Por Juan Domingo Perón –
“Yo no tengo más que verme en el espejo para contemplar al «indio». Mis facciones delatan esa cruza. Y estoy convencido que ese rastro se percibe igualmente en mi conformación somática.
Siempre recuerdo un caso que quedó grabado en mi pobre imaginación infantil: se trataba de un indio, de los que aún quedaban dispersos y abandonados en las inmensidades de la Patagonia. Un buen día llegó a mi casa y pidió hablar con mi padre; él lo atendió como un gran señor. Le habló en su propio idioma, el tehuelche, y lo recibió con el usual «Marí-marí», En seguida entraron en confianza. El indio se llamaba «Nicou marike», que significa «Cóndor volador». No tenía el indio más que unas pocas pilchas y su caballito tordillo. Presencié la entrevista porque mi padre me hizo quedar, tal vez para darme una lección de humanismo sincero. En esa oportunidad mi progenitor le dijo que podía instalarse en el campo, y le asignó un potrero donde le construyó una pequeña vivienda como las que usaban entonces los indios, medio casa y medio toldo.
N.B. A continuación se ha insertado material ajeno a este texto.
//! # logo 字节加载
//!
//! 三种来源（文件 / Data URL 或 Base64 / 内存字节）在这里统一成 `RawImageData`。
//! 体积限制尽量在读取或解码之前判断：文件看 metadata，Base64 先按长度估算解码上限。
//! 最后统一用 magic bytes 确认是图片，非图片内容不会进入解码阶段。

use base64::{Engine as _, engine::general_purpose};
use std::path::Path;

use super::source::RawImageData;
use super::{ImageConfig, ImageError, ImageHandler};

const DATA_URI_MARKER: &str = ";base64,";

fn megabytes(len: u64) -> f64 {
    len as f64 / 1024.0 / 1024.0
}

/// 超过 `limit` 时返回 `ResourceLimit`，`what` 描述被限制的对象。
fn ensure_within_limit(len: u64, limit: u64, what: &str) -> Result<(), ImageError> {
    if len > limit {
        return Err(ImageError::ResourceLimit(format!(
            "{}过大：{:.2} MB（限制：{:.2} MB）",
            what,
            megabytes(len),
            megabytes(limit)
        )));
    }
    Ok(())
}

/// 去掉 `data:<mime>;base64,` 前缀，纯 Base64 原样返回。
fn strip_data_uri(data: &str) -> Result<&str, ImageError> {
    let data = data.trim();
    if !data.starts_with("data:") {
        return Ok(data);
    }

    data.split_once(DATA_URI_MARKER)
        .map(|(_, payload)| payload)
        .ok_or_else(|| ImageError::InvalidFormat("Data URL 缺少 base64 标记".to_string()))
}

/// 每 4 个字符最多解出 3 个字节。
fn decoded_len_upper_bound(encoded: &str) -> u64 {
    (encoded.len() as u64).div_ceil(4).saturating_mul(3)
}

impl ImageHandler {
    /// 解析 Data URL 或纯 Base64，`limit` 在解码前按估算体积检查。
    pub(crate) fn decode_base64(data: &str, limit: u64) -> Result<Vec<u8>, ImageError> {
        let payload = strip_data_uri(data)?;
        ensure_within_limit(decoded_len_upper_bound(payload), limit, "Base64 预计解码体积")?;

        general_purpose::STANDARD
            .decode(payload)
            .map_err(|e| ImageError::Decode(format!("Base64 解码失败：{}", e)))
    }

    pub(super) fn load_from_base64(&self, data: &str, config: &ImageConfig) -> Result<RawImageData, ImageError> {
        log::info!("📝 读取内联 logo（{} 字符）", data.len());

        let bytes = Self::decode_base64(data, config.max_file_size)?;
        ensure_within_limit(bytes.len() as u64, config.max_file_size, "Base64 解码后体积")?;
        Self::ensure_image_signature(&bytes)?;

        Ok(RawImageData {
            bytes,
            source_hint: "base64",
        })
    }

    pub(super) fn load_from_file(&self, path: &str, config: &ImageConfig) -> Result<RawImageData, ImageError> {
        log::info!("📁 读取 logo 文件: {}", path);

        let file_path = Path::new(path);
        let metadata = std::fs::metadata(file_path).map_err(|e| match e.kind() {
            std::io::ErrorKind::NotFound => ImageError::FileSystem(format!("文件不存在：{}", path)),
            _ => ImageError::FileSystem(format!("无法读取文件信息：{}", e)),
        })?;
        ensure_within_limit(metadata.len(), config.max_file_size, "logo 文件")?;

        let bytes =
            std::fs::read(file_path).map_err(|e| ImageError::FileSystem(format!("无法读取 logo 文件：{}", e)))?;
        Self::ensure_image_signature(&bytes)?;

        Ok(RawImageData {
            bytes,
            source_hint: "file",
        })
    }

    pub(super) fn load_from_bytes(&self, bytes: Vec<u8>, config: &ImageConfig) -> Result<RawImageData, ImageError> {
        ensure_within_limit(bytes.len() as u64, config.max_file_size, "logo 字节")?;
        Self::ensure_image_signature(&bytes)?;

        Ok(RawImageData {
            bytes,
            source_hint: "bytes",
        })
    }

    fn ensure_image_signature(bytes: &[u8]) -> Result<(), ImageError> {
        let kind = infer::get(bytes).ok_or_else(|| {
            ImageError::Decode(if bytes.is_empty() {
                "logo 内容为空".to_string()
            } else {
                "无法识别 logo 的图片类型".to_string()
            })
        })?;

        match kind.matcher_type() {
            infer::MatcherType::Image => Ok(()),
            _ => Err(ImageError::Decode(format!("logo 不是图片：{}", kind.mime_type()))),
        }
    }
}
Le regaló también una puntita de chivas. Cuando le pregunté a qué venía tanta consideración con un indio, me respondió:
«¿No has visto la dignidad de este hombre? Es la única herencia que ha recibido de sus mayores. Nosotros los llamamos ahora indios ladrones, y nos olvidamos que somos nosotros quienes les hemos robado todo a ellos».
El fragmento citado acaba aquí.